--- DATA SUPPLIED ---
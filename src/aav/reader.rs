//! AAV file reader.
//!
//! Sealed files are read through their index. Files left unsealed by an
//! interrupted recording have their index rebuilt by scanning the frame
//! records that follow the header.

use std::fs::File;
use std::io::{BufReader, ErrorKind, Read, Seek, SeekFrom};
use std::path::Path;
use tracing::warn;

use super::image_section::{EncodedImage, ImageLayout, ImageSection, BYTE_MODE_DIFF};
use super::index::{FrameIndex, IndexEntry};
use super::status_section::{StatusSection, StatusTag, StatusValue};
use super::wire::*;
use super::{AavError, FILE_MAGIC, FORMAT_VERSION, FRAME_MAGIC};

/// A decoded frame.
#[derive(Debug, Clone, PartialEq)]
pub struct AavFrame {
    /// Mid-exposure timestamp in ticks.
    pub timestamp: i64,
    /// Milliseconds since the recording started.
    pub elapsed_ms: u32,
    /// Exposure in tenths of a millisecond.
    pub exposure: u32,
    /// Layout the image was stored with, 0 if the frame has no image.
    pub layout_id: u8,
    /// Decoded 8-bit pixels, empty when the frame has no image.
    pub pixels: Vec<u8>,
    /// Status values keyed by tag id.
    pub values: Vec<(u16, StatusValue)>,
}

impl AavFrame {
    /// Looks up a status value by tag id.
    pub fn value(&self, tag_id: u16) -> Option<&StatusValue> {
        self.values
            .iter()
            .find(|(id, _)| *id == tag_id)
            .map(|(_, v)| v)
    }
}

struct Record {
    timestamp: i64,
    elapsed_ms: u32,
    exposure: u32,
    image: EncodedImage,
    values: Vec<(u16, StatusValue)>,
}

/// Random-access reader for AAV files.
pub struct AavFileReader {
    reader: BufReader<File>,
    version: u8,
    sealed: bool,
    file_tags: Vec<(String, String)>,
    user_tags: Vec<(String, String)>,
    image: ImageSection,
    status: StatusSection,
    index: FrameIndex,
}

impl AavFileReader {
    /// Opens a file and loads its header and index.
    pub fn open(path: impl AsRef<Path>) -> Result<Self, AavError> {
        let mut reader = BufReader::new(File::open(path.as_ref())?);

        let magic = read_bytes(&mut reader, FILE_MAGIC.len())?;
        if magic != FILE_MAGIC {
            return Err(AavError::Corrupt("not an AAV file".to_string()));
        }
        let version = read_u8(&mut reader)?;
        if version != FORMAT_VERSION {
            return Err(AavError::Corrupt(format!("unsupported version {version}")));
        }
        let index_offset = read_u64(&mut reader)?;
        let frame_count = read_u32(&mut reader)?;

        let file_tags = read_tags(&mut reader)?;
        let user_tags = read_tags(&mut reader)?;
        let image = ImageSection::read(&mut reader)?;
        let status = StatusSection::read(&mut reader)?;
        let header_end = reader.stream_position()?;

        let sealed = index_offset != 0;
        let index = if sealed {
            reader.seek(SeekFrom::Start(index_offset))?;
            let index = FrameIndex::read(&mut reader)?;
            if index.len() != frame_count as usize {
                return Err(AavError::Corrupt(format!(
                    "index holds {} frames, header says {frame_count}",
                    index.len()
                )));
            }
            index
        } else {
            let index = scan_records(&mut reader, header_end)?;
            warn!(
                path = %path.as_ref().display(),
                frames = index.len(),
                "AAV file was not sealed, rebuilt index from frame records"
            );
            index
        };

        Ok(Self {
            reader,
            version,
            sealed,
            file_tags,
            user_tags,
            image,
            status,
            index,
        })
    }

    /// Format version from the preamble.
    pub fn version(&self) -> u8 {
        self.version
    }

    /// True if the file was closed properly.
    pub fn is_sealed(&self) -> bool {
        self.sealed
    }

    /// Header tags in file order.
    pub fn file_tags(&self) -> &[(String, String)] {
        &self.file_tags
    }

    /// Looks up a file tag value.
    pub fn file_tag(&self, key: &str) -> Option<&str> {
        lookup(&self.file_tags, key)
    }

    /// User tags in file order.
    pub fn user_tags(&self) -> &[(String, String)] {
        &self.user_tags
    }

    /// Frame width.
    pub fn width(&self) -> u32 {
        self.image.width
    }

    /// Frame height.
    pub fn height(&self) -> u32 {
        self.image.height
    }

    /// Bits per pixel.
    pub fn bpp(&self) -> u8 {
        self.image.bpp
    }

    /// Image layouts defined in the file.
    pub fn layouts(&self) -> impl Iterator<Item = &ImageLayout> {
        self.image.layouts()
    }

    /// Image section tags.
    pub fn image_tags(&self) -> &[(String, String)] {
        self.image.tags()
    }

    /// Looks up an image section tag value.
    pub fn image_tag(&self, key: &str) -> Option<&str> {
        lookup(self.image.tags(), key)
    }

    /// Status tag definitions; the index is the tag id.
    pub fn status_tags(&self) -> &[StatusTag] {
        self.status.tags()
    }

    /// Id of the named status tag.
    pub fn status_tag_id(&self, name: &str) -> Option<u16> {
        self.status.find(name)
    }

    /// Index entries, one per frame.
    pub fn index(&self) -> &[IndexEntry] {
        self.index.entries()
    }

    /// Number of frames in the file.
    pub fn frame_count(&self) -> usize {
        self.index.len()
    }

    fn read_record(&mut self, i: usize) -> Result<Record, AavError> {
        let entry = *self
            .index
            .entries()
            .get(i)
            .ok_or_else(|| AavError::Corrupt(format!("frame {i} out of range")))?;
        self.reader.seek(SeekFrom::Start(entry.offset))?;
        read_record(&mut self.reader)
    }

    /// Reads and decodes frame `i`.
    ///
    /// Differential frames are rebuilt from the preceding key frame of the
    /// same layout.
    pub fn read_frame(&mut self, i: usize) -> Result<AavFrame, AavError> {
        let target = self.read_record(i)?;
        let layout_id = target.image.layout_id;

        let mut chain = Vec::new();
        let mut next_is_diff = target.image.byte_mode == BYTE_MODE_DIFF;
        let mut j = i;
        while next_is_diff {
            let base = loop {
                if j == 0 {
                    return Err(AavError::Corrupt(format!(
                        "frame {i} has no key frame to decode against"
                    )));
                }
                j -= 1;
                let record = self.read_record(j)?;
                if record.image.layout_id == layout_id {
                    break record;
                }
            };
            next_is_diff = base.image.byte_mode == BYTE_MODE_DIFF;
            chain.push(base.image);
        }

        let pixels = if layout_id == 0 {
            Vec::new()
        } else {
            let mut previous: Option<Vec<u8>> = None;
            for image in chain.iter().rev() {
                previous = Some(self.image.decode(image, previous.as_deref())?);
            }
            self.image.decode(&target.image, previous.as_deref())?
        };

        Ok(AavFrame {
            timestamp: target.timestamp,
            elapsed_ms: target.elapsed_ms,
            exposure: target.exposure,
            layout_id,
            pixels,
            values: target.values,
        })
    }
}

fn lookup<'a>(tags: &'a [(String, String)], key: &str) -> Option<&'a str> {
    tags.iter()
        .find(|(k, _)| k == key)
        .map(|(_, v)| v.as_str())
}

fn read_record(r: &mut impl Read) -> Result<Record, AavError> {
    let magic = read_u32(r)?;
    if magic != FRAME_MAGIC {
        return Err(AavError::Corrupt(format!("bad frame marker {magic:#010x}")));
    }
    let timestamp = read_i64(r)?;
    let elapsed_ms = read_u32(r)?;
    let exposure = read_u32(r)?;
    let layout_id = read_u8(r)?;
    let byte_mode = read_u8(r)?;
    let len = read_u32(r)? as usize;
    let payload = read_bytes(r, len)?;
    let count = read_u16(r)?;
    let mut values = Vec::with_capacity(count as usize);
    for _ in 0..count {
        let tag_id = read_u16(r)?;
        values.push((tag_id, StatusValue::read(r)?));
    }

    Ok(Record {
        timestamp,
        elapsed_ms,
        exposure,
        image: EncodedImage {
            layout_id,
            byte_mode,
            payload,
        },
        values,
    })
}

/// Rebuilds the index of an unsealed file. A trailing partial record is
/// dropped.
fn scan_records(reader: &mut BufReader<File>, start: u64) -> Result<FrameIndex, AavError> {
    let mut index = FrameIndex::new();
    let mut offset = start;
    reader.seek(SeekFrom::Start(start))?;
    loop {
        match read_record(reader) {
            Ok(record) => {
                let end = reader.stream_position()?;
                index.push(IndexEntry {
                    elapsed_ms: record.elapsed_ms,
                    offset,
                    length: (end - offset) as u32,
                });
                offset = end;
            }
            Err(AavError::Io(e)) if e.kind() == ErrorKind::UnexpectedEof => break,
            Err(AavError::Corrupt(_)) => break,
            Err(e) => return Err(e),
        }
    }
    Ok(index)
}

#[cfg(test)]
mod tests {
    use super::*;
    use crate::aav::{standard_layouts, AavFileWriter, TagType};
    use tempfile::tempdir;

    fn write_frames(path: &Path, frames: &[Vec<u8>], layout: u8, seal: bool) {
        write_with_layouts(path, frames, &vec![layout; frames.len()], seal);
    }

    fn write_with_layouts(path: &Path, frames: &[Vec<u8>], layouts: &[u8], seal: bool) {
        let mut writer = AavFileWriter::create(path).unwrap();
        writer.add_file_tag("AAV-VERSION", "1").unwrap();
        writer.add_user_tag("OBSERVER", "test").unwrap();
        writer.define_image_section(4, 4, 8).unwrap();
        for l in standard_layouts(3) {
            writer.define_image_layout(l).unwrap();
        }
        writer.add_image_section_tag("IMAGE-MONOCHROME-MODE", "R").unwrap();
        let frames_tag = writer.define_status_tag("IntegratedFrames", TagType::UInt16).unwrap();

        for (i, (pixels, &layout)) in frames.iter().zip(layouts).enumerate() {
            writer.begin_frame(i as i64, i as u32 * 40, 400).unwrap();
            writer.add_image(layout, pixels).unwrap();
            writer.add_status_tag_u16(frames_tag, i as u16 + 1).unwrap();
            writer.end_frame().unwrap();
        }
        if seal {
            writer.finish().unwrap();
        }
    }

    fn ramp(n: usize) -> Vec<Vec<u8>> {
        (0..n)
            .map(|i| (0..16).map(|p| (p * 7 + i * 13) as u8).collect())
            .collect()
    }

    #[test]
    fn test_header_is_read_back() {
        let dir = tempdir().unwrap();
        let path = dir.path().join("h.aav");
        write_frames(&path, &ramp(1), 1, true);

        let reader = AavFileReader::open(&path).unwrap();
        assert!(reader.is_sealed());
        assert_eq!(reader.file_tag("AAV-VERSION"), Some("1"));
        assert_eq!(reader.user_tags(), &[("OBSERVER".to_string(), "test".to_string())]);
        assert_eq!((reader.width(), reader.height(), reader.bpp()), (4, 4, 8));
        assert_eq!(reader.layouts().count(), 3);
        assert_eq!(reader.image_tag("IMAGE-MONOCHROME-MODE"), Some("R"));
        assert_eq!(reader.status_tag_id("IntegratedFrames"), Some(0));
    }

    #[test]
    fn test_differential_chain_decodes_every_frame() {
        let dir = tempdir().unwrap();
        let path = dir.path().join("d.aav");
        let frames = ramp(8);
        write_frames(&path, &frames, 2, true);

        let mut reader = AavFileReader::open(&path).unwrap();
        // Random access order exercises the walk back to the key frame.
        for i in [5usize, 0, 7, 2, 4, 1, 6, 3] {
            let frame = reader.read_frame(i).unwrap();
            assert_eq!(frame.pixels, frames[i], "frame {i}");
            assert_eq!(frame.value(0), Some(&StatusValue::UInt16(i as u16 + 1)));
        }
    }

    #[test]
    fn test_layouts_mix_within_one_file() {
        let dir = tempdir().unwrap();
        let path = dir.path().join("m.aav");
        let frames = ramp(8);
        // Frame 5 diffs against frame 2 across two layout-3 frames; frame 7
        // starts a new key frame.
        let layouts = [2, 1, 2, 3, 3, 2, 1, 2];
        write_with_layouts(&path, &frames, &layouts, true);

        let mut reader = AavFileReader::open(&path).unwrap();
        for i in [5usize, 7, 0, 3, 2, 6, 1, 4] {
            let frame = reader.read_frame(i).unwrap();
            assert_eq!(frame.layout_id, layouts[i], "frame {i}");
            assert_eq!(frame.pixels, frames[i], "frame {i}");
        }
    }

    #[test]
    fn test_index_offsets_are_contiguous() {
        let dir = tempdir().unwrap();
        let path = dir.path().join("i.aav");
        write_frames(&path, &ramp(4), 3, true);

        let reader = AavFileReader::open(&path).unwrap();
        let index = reader.index();
        for pair in index.windows(2) {
            assert_eq!(pair[0].offset + u64::from(pair[0].length), pair[1].offset);
            assert!(pair[0].elapsed_ms < pair[1].elapsed_ms);
        }
    }

    #[test]
    fn test_unsealed_file_is_recovered() {
        let dir = tempdir().unwrap();
        let path = dir.path().join("u.aav");
        let frames = ramp(5);
        write_frames(&path, &frames, 2, false);

        let mut reader = AavFileReader::open(&path).unwrap();
        assert!(!reader.is_sealed());
        assert_eq!(reader.frame_count(), 5);
        assert_eq!(reader.read_frame(4).unwrap().pixels, frames[4]);
    }

    #[test]
    fn test_truncated_tail_is_dropped() {
        let dir = tempdir().unwrap();
        let path = dir.path().join("t.aav");
        write_frames(&path, &ramp(3), 1, false);
        let len = std::fs::metadata(&path).unwrap().len();
        let file = std::fs::OpenOptions::new().write(true).open(&path).unwrap();
        file.set_len(len - 5).unwrap();

        let reader = AavFileReader::open(&path).unwrap();
        assert_eq!(reader.frame_count(), 2);
    }

    #[test]
    fn test_not_an_aav_file() {
        let dir = tempdir().unwrap();
        let path = dir.path().join("n.aav");
        std::fs::write(&path, b"RIFF0000AVI LIST").unwrap();

        assert!(matches!(AavFileReader::open(&path), Err(AavError::Corrupt(_))));
    }
}
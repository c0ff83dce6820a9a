//! Frame source abstraction.
//!
//! Real capture drivers sit outside this crate. The mock camera simulates
//! an integrating analogue camera: the scene brightness changes once per
//! exposure and every video frame of that exposure repeats it, plus a
//! little deterministic sensor noise.

use super::{CameraConfig, RawFrame};
use crate::timing::TICKS_PER_MILLISECOND;
use rand_chacha::ChaCha8Rng;
use rand_core::{RngCore, SeedableRng};
use thiserror::Error;

/// PAL frame interval.
const PAL_FRAME_TICKS: i64 = 40 * TICKS_PER_MILLISECOND;

/// Errors that can occur during camera operations.
#[derive(Debug, Error)]
pub enum CameraError {
    /// The configuration was rejected.
    #[error("failed to configure camera: {0}")]
    ConfigFailed(String),
    /// `capture` was called before `open`.
    #[error("camera not initialized")]
    NotInitialized,
}

/// Trait for frame sources.
///
/// This abstraction allows swapping between a capture driver and the
/// synthetic source used for testing.
pub trait FrameSource {
    /// Opens and initializes the source with the given configuration.
    fn open(&mut self, config: &CameraConfig) -> Result<(), CameraError>;

    /// Captures a single frame.
    fn capture(&mut self) -> Result<RawFrame, CameraError>;

    /// Checks if the source is currently open.
    fn is_open(&self) -> bool;

    /// Closes the source and releases resources.
    fn close(&mut self);
}

/// Mock integrating camera that generates synthetic frames.
#[derive(Debug)]
pub struct MockCamera {
    config: Option<CameraConfig>,
    sequence: u64,
    start_ticks: i64,
    frame_ticks: i64,
    /// Video frames per exposure.
    integration_rate: u32,
    /// Peak noise amplitude added to each sample.
    noise: u8,
    rng: ChaCha8Rng,
}

impl Default for MockCamera {
    fn default() -> Self {
        Self::new(1)
    }
}

impl MockCamera {
    /// Creates a camera integrating `integration_rate` frames per exposure.
    pub fn new(integration_rate: u32) -> Self {
        Self {
            config: None,
            sequence: 0,
            start_ticks: crate::timing::now_ticks(),
            frame_ticks: PAL_FRAME_TICKS,
            integration_rate: integration_rate.max(1),
            noise: 2,
            rng: ChaCha8Rng::seed_from_u64(0x5eed),
        }
    }

    /// Sets the tick value of the first captured frame.
    pub fn with_start_ticks(mut self, ticks: i64) -> Self {
        self.start_ticks = ticks;
        self
    }

    /// Sets the peak noise amplitude.
    pub fn with_noise(mut self, noise: u8) -> Self {
        self.noise = noise;
        self
    }

    /// Re-seeds the noise generator.
    pub fn with_seed(mut self, seed: u64) -> Self {
        self.rng = ChaCha8Rng::seed_from_u64(seed);
        self
    }

    /// Brightness of the exposure containing frame `sequence`.
    fn exposure_level(&self, sequence: u64) -> u8 {
        let exposure = sequence / u64::from(self.integration_rate);
        // Alternate well separated levels so every exposure boundary shows.
        if exposure % 2 == 0 {
            60
        } else {
            180
        }
    }
}

impl FrameSource for MockCamera {
    fn open(&mut self, config: &CameraConfig) -> Result<(), CameraError> {
        config
            .validate()
            .map_err(|e| CameraError::ConfigFailed(e.to_string()))?;
        self.config = Some(config.clone());
        self.sequence = 0;
        tracing::info!(
            width = config.width,
            height = config.height,
            integration_rate = self.integration_rate,
            "MockCamera opened"
        );
        Ok(())
    }

    fn capture(&mut self) -> Result<RawFrame, CameraError> {
        let (width, height, len) = {
            let config = self.config.as_ref().ok_or(CameraError::NotInitialized)?;
            (config.width, config.height, config.source_len())
        };

        let level = self.exposure_level(self.sequence);
        let span = u32::from(self.noise) * 2 + 1;
        let mut pixels = Vec::with_capacity(len);
        for _ in 0..len {
            let jitter = (self.rng.next_u32() % span) as i32 - i32::from(self.noise);
            pixels.push((i32::from(level) + jitter).clamp(0, 255) as u8);
        }

        let ticks = self.start_ticks + self.sequence as i64 * self.frame_ticks;
        self.sequence += 1;
        Ok(RawFrame::new(pixels, width, height, ticks, self.sequence))
    }

    fn is_open(&self) -> bool {
        self.config.is_some()
    }

    fn close(&mut self) {
        self.config = None;
        tracing::info!("MockCamera closed");
    }
}

#[cfg(test)]
mod tests {
    use super::*;

    #[test]
    fn test_mock_camera_lifecycle() {
        let mut camera = MockCamera::new(4);
        let config = CameraConfig::with_dimensions(64, 48);

        assert!(!camera.is_open());

        camera.open(&config).unwrap();
        assert!(camera.is_open());

        let frame = camera.capture().unwrap();
        assert!(frame.is_valid());
        assert_eq!(frame.sequence(), 1);

        let frame2 = camera.capture().unwrap();
        assert_eq!(frame2.sequence(), 2);
        assert_eq!(frame2.ticks() - frame.ticks(), PAL_FRAME_TICKS);

        camera.close();
        assert!(!camera.is_open());
    }

    #[test]
    fn test_capture_without_open() {
        let mut camera = MockCamera::default();
        assert!(matches!(camera.capture(), Err(CameraError::NotInitialized)));
    }

    #[test]
    fn test_level_changes_once_per_exposure() {
        let mut camera = MockCamera::new(2).with_noise(0);
        camera.open(&CameraConfig::with_dimensions(8, 8)).unwrap();

        let levels: Vec<u8> = (0..6)
            .map(|_| camera.capture().unwrap().pixels()[0])
            .collect();
        assert_eq!(levels, vec![60, 60, 180, 180, 60, 60]);
    }

    #[test]
    fn test_seed_makes_noise_repeatable() {
        let config = CameraConfig::with_dimensions(16, 16);
        let capture = |seed| {
            let mut camera = MockCamera::new(1).with_start_ticks(0).with_seed(seed);
            camera.open(&config).unwrap();
            camera.capture().unwrap().pixels().to_vec()
        };

        assert_eq!(capture(7), capture(7));
        assert_ne!(capture(7), capture(8));
    }
}
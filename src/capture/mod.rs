//! Camera input and frame handling.
//!
//! This module provides the frame source abstraction, the raw frame type
//! handed over by capture drivers, and the camera and recorder
//! configuration.

mod camera;
mod config;
mod frame;

pub use camera::{CameraError, FrameSource, MockCamera};
pub use config::{CameraConfig, ConfigError, FileConfig, MetricsConfig, RecordingConfig};
pub use frame::RawFrame;
//! Status section: the typed per-frame metadata channels of a recording.

use std::io::Read;

use super::wire::*;
use super::AavError;

/// Value type of a status tag.
#[derive(Debug, Clone, Copy, PartialEq, Eq)]
#[repr(u8)]
pub enum TagType {
    /// UTF-8 text.
    Text = 0,
    /// Unsigned 8-bit integer.
    UInt8 = 1,
    /// Unsigned 16-bit integer.
    UInt16 = 2,
    /// Unsigned 64-bit integer.
    UInt64 = 3,
    /// 32-bit float.
    Real = 4,
    /// A list of text messages, appended one at a time within a frame.
    Messages = 5,
}

impl TagType {
    /// Parses a stored type byte.
    pub fn from_u8(value: u8) -> Result<Self, AavError> {
        Ok(match value {
            0 => Self::Text,
            1 => Self::UInt8,
            2 => Self::UInt16,
            3 => Self::UInt64,
            4 => Self::Real,
            5 => Self::Messages,
            other => return Err(AavError::Corrupt(format!("unknown tag type {other}"))),
        })
    }
}

/// A status value attached to one frame.
#[derive(Debug, Clone, PartialEq)]
pub enum StatusValue {
    /// A [`TagType::Text`] value.
    Text(String),
    /// A [`TagType::UInt8`] value.
    UInt8(u8),
    /// A [`TagType::UInt16`] value.
    UInt16(u16),
    /// A [`TagType::UInt64`] value.
    UInt64(u64),
    /// A [`TagType::Real`] value.
    Real(f32),
    /// Messages in the order they were added.
    Messages(Vec<String>),
}

impl StatusValue {
    /// Type this value is stored as.
    pub fn tag_type(&self) -> TagType {
        match self {
            Self::Text(_) => TagType::Text,
            Self::UInt8(_) => TagType::UInt8,
            Self::UInt16(_) => TagType::UInt16,
            Self::UInt64(_) => TagType::UInt64,
            Self::Real(_) => TagType::Real,
            Self::Messages(_) => TagType::Messages,
        }
    }

    /// Widens integer values; `None` for text, reals and messages.
    pub fn as_u64(&self) -> Option<u64> {
        match *self {
            Self::UInt8(v) => Some(v.into()),
            Self::UInt16(v) => Some(v.into()),
            Self::UInt64(v) => Some(v),
            _ => None,
        }
    }

    pub(crate) fn write(&self, buf: &mut Vec<u8>) {
        put_u8(buf, self.tag_type() as u8);
        match self {
            Self::Text(s) => put_str(buf, s),
            Self::UInt8(v) => put_u8(buf, *v),
            Self::UInt16(v) => put_u16(buf, *v),
            Self::UInt64(v) => put_u64(buf, *v),
            Self::Real(v) => put_f32(buf, *v),
            Self::Messages(messages) => {
                put_u16(buf, messages.len() as u16);
                for message in messages {
                    put_str(buf, message);
                }
            }
        }
    }

    pub(crate) fn read(r: &mut impl Read) -> Result<Self, AavError> {
        Ok(match TagType::from_u8(read_u8(r)?)? {
            TagType::Text => Self::Text(read_str(r)?),
            TagType::UInt8 => Self::UInt8(read_u8(r)?),
            TagType::UInt16 => Self::UInt16(read_u16(r)?),
            TagType::UInt64 => Self::UInt64(read_u64(r)?),
            TagType::Real => Self::Real(read_f32(r)?),
            TagType::Messages => {
                let count = read_u16(r)?;
                Self::Messages((0..count).map(|_| read_str(r)).collect::<Result<_, _>>()?)
            }
        })
    }
}

/// A declared status channel.
#[derive(Debug, Clone, PartialEq, Eq)]
pub struct StatusTag {
    /// Tag name, e.g. `SystemTime`.
    pub name: String,
    /// Type of every value of the tag.
    pub tag_type: TagType,
}

/// Ordered status tag definitions. A tag's id is its definition index.
#[derive(Debug, Clone, Default)]
pub struct StatusSection {
    tags: Vec<StatusTag>,
}

impl StatusSection {
    /// Creates an empty section.
    pub fn new() -> Self {
        Self::default()
    }

    /// Defines a tag and returns its id. Redefining a name returns the
    /// existing id when the type matches.
    pub fn define(&mut self, name: &str, tag_type: TagType) -> Result<u16, AavError> {
        if let Some(id) = self.find(name) {
            let existing = self.tags[id as usize].tag_type;
            if existing != tag_type {
                return Err(AavError::TagTypeMismatch {
                    tag: name.to_string(),
                    expected: existing,
                    actual: tag_type,
                });
            }
            return Ok(id);
        }
        if self.tags.len() >= u16::MAX as usize {
            return Err(AavError::Corrupt("too many status tags".to_string()));
        }
        self.tags.push(StatusTag {
            name: name.to_string(),
            tag_type,
        });
        Ok((self.tags.len() - 1) as u16)
    }

    /// Id of the tag called `name`.
    pub fn find(&self, name: &str) -> Option<u16> {
        self.tags
            .iter()
            .position(|t| t.name == name)
            .map(|i| i as u16)
    }

    /// Definition of tag `id`.
    pub fn get(&self, id: u16) -> Option<&StatusTag> {
        self.tags.get(id as usize)
    }

    /// Checks that `id` exists and carries `tag_type`.
    pub fn check(&self, id: u16, tag_type: TagType) -> Result<(), AavError> {
        let tag = self.get(id).ok_or(AavError::UnknownStatusTag(id))?;
        if tag.tag_type != tag_type {
            return Err(AavError::TagTypeMismatch {
                tag: tag.name.clone(),
                expected: tag.tag_type,
                actual: tag_type,
            });
        }
        Ok(())
    }

    /// All definitions in id order.
    pub fn tags(&self) -> &[StatusTag] {
        &self.tags
    }

    /// Number of defined tags.
    pub fn len(&self) -> usize {
        self.tags.len()
    }

    /// True if no tag is defined.
    pub fn is_empty(&self) -> bool {
        self.tags.is_empty()
    }

    pub(crate) fn write(&self, buf: &mut Vec<u8>) {
        put_u16(buf, self.tags.len() as u16);
        for tag in &self.tags {
            put_str(buf, &tag.name);
            put_u8(buf, tag.tag_type as u8);
        }
    }

    pub(crate) fn read(r: &mut impl Read) -> Result<Self, AavError> {
        let count = read_u16(r)?;
        let mut tags = Vec::with_capacity(count as usize);
        for _ in 0..count {
            let name = read_str(r)?;
            let tag_type = TagType::from_u8(read_u8(r)?)?;
            tags.push(StatusTag { name, tag_type });
        }
        Ok(Self { tags })
    }
}

#[cfg(test)]
mod tests {
    use super::*;
    use std::io::Cursor;

    #[test]
    fn test_ids_follow_definition_order() {
        let mut section = StatusSection::new();
        assert_eq!(section.define("SystemTime", TagType::UInt64).unwrap(), 0);
        assert_eq!(section.define("IntegratedFrames", TagType::UInt16).unwrap(), 1);
        assert_eq!(section.define("SystemTime", TagType::UInt64).unwrap(), 0);
        assert_eq!(section.len(), 2);
    }

    #[test]
    fn test_redefinition_with_other_type_rejected() {
        let mut section = StatusSection::new();
        section.define("Gain", TagType::Real).unwrap();

        assert!(matches!(
            section.define("Gain", TagType::UInt8),
            Err(AavError::TagTypeMismatch { .. })
        ));
    }

    #[test]
    fn test_check() {
        let mut section = StatusSection::new();
        let id = section.define("Notes", TagType::Messages).unwrap();

        assert!(section.check(id, TagType::Messages).is_ok());
        assert!(section.check(id, TagType::Text).is_err());
        assert!(matches!(
            section.check(7, TagType::Text),
            Err(AavError::UnknownStatusTag(7))
        ));
    }

    #[test]
    fn test_values_decode() {
        let values = [
            StatusValue::Text("PAL".into()),
            StatusValue::UInt8(3),
            StatusValue::UInt16(512),
            StatusValue::UInt64(u64::MAX),
            StatusValue::Real(0.25),
            StatusValue::Messages(vec!["a".into(), "bc".into()]),
        ];
        let mut buf = Vec::new();
        for v in &values {
            v.write(&mut buf);
        }

        let mut cursor = Cursor::new(buf);
        for v in &values {
            assert_eq!(&StatusValue::read(&mut cursor).unwrap(), v);
        }
    }
}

--- BRIEF ---
Throughout the material above, find lines holding the word "amplitude", then copy them.

--- RESPONSE ---
    /// Peak noise amplitude added to each sample.
    /// Sets the peak noise amplitude.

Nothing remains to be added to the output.